[Records for processing]
===

//! Audio configuration types shared with the synthesis front end
//!
//! Pure data, no sample generation; the native audio engine consumes these
//! when building voices.

/// Available waveform types
#[derive(Debug, Clone, Copy, PartialEq, Eq, Default)]
pub enum Waveform {
    #[default]
    Sine,
    Saw,
    Square,
    Triangle,
}

impl Waveform {
    /// Parse waveform from string (case-insensitive)
    pub fn from_str(s: &str) -> Option<Waveform> {
        match s.to_lowercase().as_str() {
            "sine" | "sin" => Some(Waveform::Sine),
            "saw" | "sawtooth" => Some(Waveform::Saw),
            "square" | "sq" => Some(Waveform::Square),
            "triangle" | "tri" => Some(Waveform::Triangle),
            _ => None,
        }
    }

    /// Get display name
    pub fn name(&self) -> &'static str {
        match self {
            Waveform::Sine => "sine",
            Waveform::Saw => "saw",
            Waveform::Square => "square",
            Waveform::Triangle => "triangle",
        }
    }
}

#[cfg(test)]
mod tests {
    use super::*;

    #[test]
    fn test_waveform_parsing() {
        assert_eq!(Waveform::from_str("sine"), Some(Waveform::Sine));
        assert_eq!(Waveform::from_str("SAW"), Some(Waveform::Saw));
        assert_eq!(Waveform::from_str("invalid"), None);
    }

    #[test]
    fn test_default_waveform_is_sine() {
        assert_eq!(Waveform::default(), Waveform::Sine);
    }
}
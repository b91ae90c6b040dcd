//! One-shot tone voice: waveform generation with an attack/decay envelope

use super::envelope::ToneEnvelope;
use simon_core::types::{Tone, Waveform};
use std::f32::consts::PI;

/// A single sounding tone. Created on trigger, mixed until its envelope
/// runs out, then dropped by the output stream.
pub struct ToneVoice {
    frequency: f32,
    phase: f32,
    sample_rate: f32,
    waveform: Waveform,
    envelope: ToneEnvelope,
}

impl ToneVoice {
    /// Build the voice for a game tone at the stream's sample rate
    pub fn new(tone: Tone, sample_rate: f32) -> Self {
        Self {
            frequency: tone.frequency(),
            phase: 0.0,
            sample_rate,
            waveform: tone.waveform(),
            envelope: ToneEnvelope::new(sample_rate),
        }
    }

    /// Check if the envelope has run out
    pub fn is_finished(&self) -> bool {
        self.envelope.is_finished()
    }

    /// Generate the next sample
    pub fn next_sample(&mut self) -> f32 {
        let value = self.generate_waveform();

        self.phase += self.frequency / self.sample_rate;
        if self.phase >= 1.0 {
            self.phase -= 1.0;
        }

        value * self.envelope.next_sample()
    }

    /// Raw waveform value at the current phase (0.0 to 1.0)
    fn generate_waveform(&self) -> f32 {
        match self.waveform {
            Waveform::Sine => (2.0 * PI * self.phase).sin(),
            // Bright and buzzy; used for the failure tone
            Waveform::Saw => 2.0 * self.phase - 1.0,
            Waveform::Square => {
                if self.phase < 0.5 {
                    1.0
                } else {
                    -1.0
                }
            }
            Waveform::Triangle => {
                if self.phase < 0.5 {
                    4.0 * self.phase - 1.0
                } else {
                    3.0 - 4.0 * self.phase
                }
            }
        }
    }
}
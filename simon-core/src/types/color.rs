//! The four Simon button colors and the tone symbols derived from them

use crate::types::audio_config::Waveform;

/// One of the four fixed button colors
#[derive(Debug, Clone, Copy, PartialEq, Eq, Hash)]
pub enum Color {
    Red,
    Blue,
    Green,
    Yellow,
}

impl Color {
    /// All colors, in the order the original board lays them out
    pub const ALL: [Color; 4] = [Color::Red, Color::Blue, Color::Green, Color::Yellow];

    /// Parse a color from player input (case-insensitive, accepts one-letter shorthand)
    pub fn from_str(s: &str) -> Option<Color> {
        match s.to_lowercase().as_str() {
            "red" | "r" => Some(Color::Red),
            "blue" | "b" => Some(Color::Blue),
            "green" | "g" => Some(Color::Green),
            "yellow" | "y" => Some(Color::Yellow),
            _ => None,
        }
    }

    /// Get display name
    pub fn name(&self) -> &'static str {
        match self {
            Color::Red => "red",
            Color::Blue => "blue",
            Color::Green => "green",
            Color::Yellow => "yellow",
        }
    }

    /// Tone frequency for this color in Hz
    pub fn frequency(&self) -> f32 {
        match self {
            Color::Red => 220.0,
            Color::Blue => 330.0,
            Color::Green => 440.0,
            Color::Yellow => 550.0,
        }
    }
}

impl std::fmt::Display for Color {
    fn fmt(&self, f: &mut std::fmt::Formatter<'_>) -> std::fmt::Result {
        write!(f, "{}", self.name())
    }
}

/// A symbol the tone emitter can sound: a button color or the failure buzz
#[derive(Debug, Clone, Copy, PartialEq, Eq)]
pub enum Tone {
    Color(Color),
    Wrong,
}

impl Tone {
    /// Frequency in Hz (colors per their fixed mapping, failure buzz at 100 Hz)
    pub fn frequency(&self) -> f32 {
        match self {
            Tone::Color(color) => color.frequency(),
            Tone::Wrong => 100.0,
        }
    }

    /// Colors sound as pure sine; the failure buzz uses a harsher sawtooth
    pub fn waveform(&self) -> Waveform {
        match self {
            Tone::Color(_) => Waveform::Sine,
            Tone::Wrong => Waveform::Saw,
        }
    }
}

#[cfg(test)]
mod tests {
    use super::*;

    #[test]
    fn test_color_parsing() {
        assert_eq!(Color::from_str("red"), Some(Color::Red));
        assert_eq!(Color::from_str("B"), Some(Color::Blue));
        assert_eq!(Color::from_str("Green"), Some(Color::Green));
        assert_eq!(Color::from_str("y"), Some(Color::Yellow));
        assert_eq!(Color::from_str("purple"), None);
    }

    #[test]
    fn test_frequency_mapping() {
        assert_eq!(Tone::Color(Color::Red).frequency(), 220.0);
        assert_eq!(Tone::Color(Color::Blue).frequency(), 330.0);
        assert_eq!(Tone::Color(Color::Green).frequency(), 440.0);
        assert_eq!(Tone::Color(Color::Yellow).frequency(), 550.0);
        assert_eq!(Tone::Wrong.frequency(), 100.0);
    }

    #[test]
    fn test_wrong_tone_is_harsher() {
        assert_eq!(Tone::Color(Color::Red).waveform(), Waveform::Sine);
        assert_eq!(Tone::Wrong.waveform(), Waveform::Saw);
    }
}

===

[Activity]
Show the lines of the material that contain the word "insensitive".

[Exercise answer]
    /// Parse waveform from string (case-insensitive)
    /// Parse a color from player input (case-insensitive, accepts one-letter shorthand)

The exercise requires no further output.